#### Given entries
- Opening Delimiter -

//! Output rendering for parse outcomes.

use serde::Serialize;
use stoich_formula::{Composition, Error, Parsed};

use crate::config::OutputFormat;

/// One JSON document per input line.
#[derive(Debug, Serialize)]
struct Report<'a> {
    input: &'a str,
    #[serde(skip_serializing_if = "Option::is_none")]
    result: Option<&'a Parsed>,
    #[serde(skip_serializing_if = "Option::is_none")]
    error: Option<String>,
}

pub fn render(
    format: OutputFormat,
    input: &str,
    outcome: &Result<Parsed, Error>,
) -> anyhow::Result<String> {
    match format {
        OutputFormat::Text => Ok(render_text(input, outcome)),
        OutputFormat::Json => {
            let report = match outcome {
                Ok(parsed) => Report {
                    input,
                    result: Some(parsed),
                    error: None,
                },
                Err(e) => Report {
                    input,
                    result: None,
                    error: Some(e.to_string()),
                },
            };
            Ok(serde_json::to_string(&report)?)
        }
    }
}

fn render_text(input: &str, outcome: &Result<Parsed, Error>) -> String {
    match outcome {
        Err(e) => format!("{input}: error: {e}"),
        Ok(Parsed::Single(c)) => format!("{input}: {}", counts(c)),
        Ok(Parsed::Multi(segments)) => {
            let mut out = format!("{input}:");
            for (i, c) in segments.iter().enumerate() {
                out.push_str(&format!("\n  segment {}: {}", i + 1, counts(c)));
            }
            out
        }
    }
}

fn counts(c: &Composition) -> String {
    c.iter()
        .map(|(symbol, n)| format!("{symbol}{n}"))
        .collect::<Vec<_>>()
        .join(" ")
}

- Closing Delimiter -

Give back all the records above exactly as they were written.

#### Expected answer
//! Output rendering for parse outcomes.

use serde::Serialize;
use stoich_formula::{Composition, Error, Parsed};

use crate::config::OutputFormat;

/// One JSON document per input line.
#[derive(Debug, Serialize)]
struct Report<'a> {
    input: &'a str,
    #[serde(skip_serializing_if = "Option::is_none")]
    result: Option<&'a Parsed>,
    #[serde(skip_serializing_if = "Option::is_none")]
    error: Option<String>,
}

pub fn render(
    format: OutputFormat,
    input: &str,
    outcome: &Result<Parsed, Error>,
) -> anyhow::Result<String> {
    match format {
        OutputFormat::Text => Ok(render_text(input, outcome)),
        OutputFormat::Json => {
            let report = match outcome {
                Ok(parsed) => Report {
                    input,
                    result: Some(parsed),
                    error: None,
                },
                Err(e) => Report {
                    input,
                    result: None,
                    error: Some(e.to_string()),
                },
            };
            Ok(serde_json::to_string(&report)?)
        }
    }
}

fn render_text(input: &str, outcome: &Result<Parsed, Error>) -> String {
    match outcome {
        Err(e) => format!("{input}: error: {e}"),
        Ok(Parsed::Single(c)) => format!("{input}: {}", counts(c)),
        Ok(Parsed::Multi(segments)) => {
            let mut out = format!("{input}:");
            for (i, c) in segments.iter().enumerate() {
                out.push_str(&format!("\n  segment {}: {}", i + 1, counts(c)));
            }
            out
        }
    }
}

fn counts(c: &Composition) -> String {
    c.iter()
        .map(|(symbol, n)| format!("{symbol}{n}"))
        .collect::<Vec<_>>()
        .join(" ")
}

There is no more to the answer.